pub mod engine;
pub mod lucky;
pub mod reducer;
pub mod service;

pub use crate::domain::model::{BirthDate, LuckyStrategy, NumerologyResult, ReferenceDate, RootNumber};
pub use crate::domain::ports::{Clock, EngineSettingsProvider, NarrativeGenerator};
pub use crate::utils::error::Result;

************

The task:
Among the entries above, which lines include "crate"? List them all.

Exercise output:
pub use crate::domain::model::{BirthDate, LuckyStrategy, NumerologyResult, ReferenceDate, RootNumber};
pub use crate::domain::ports::{Clock, EngineSettingsProvider, NarrativeGenerator};
pub use crate::utils::error::Result;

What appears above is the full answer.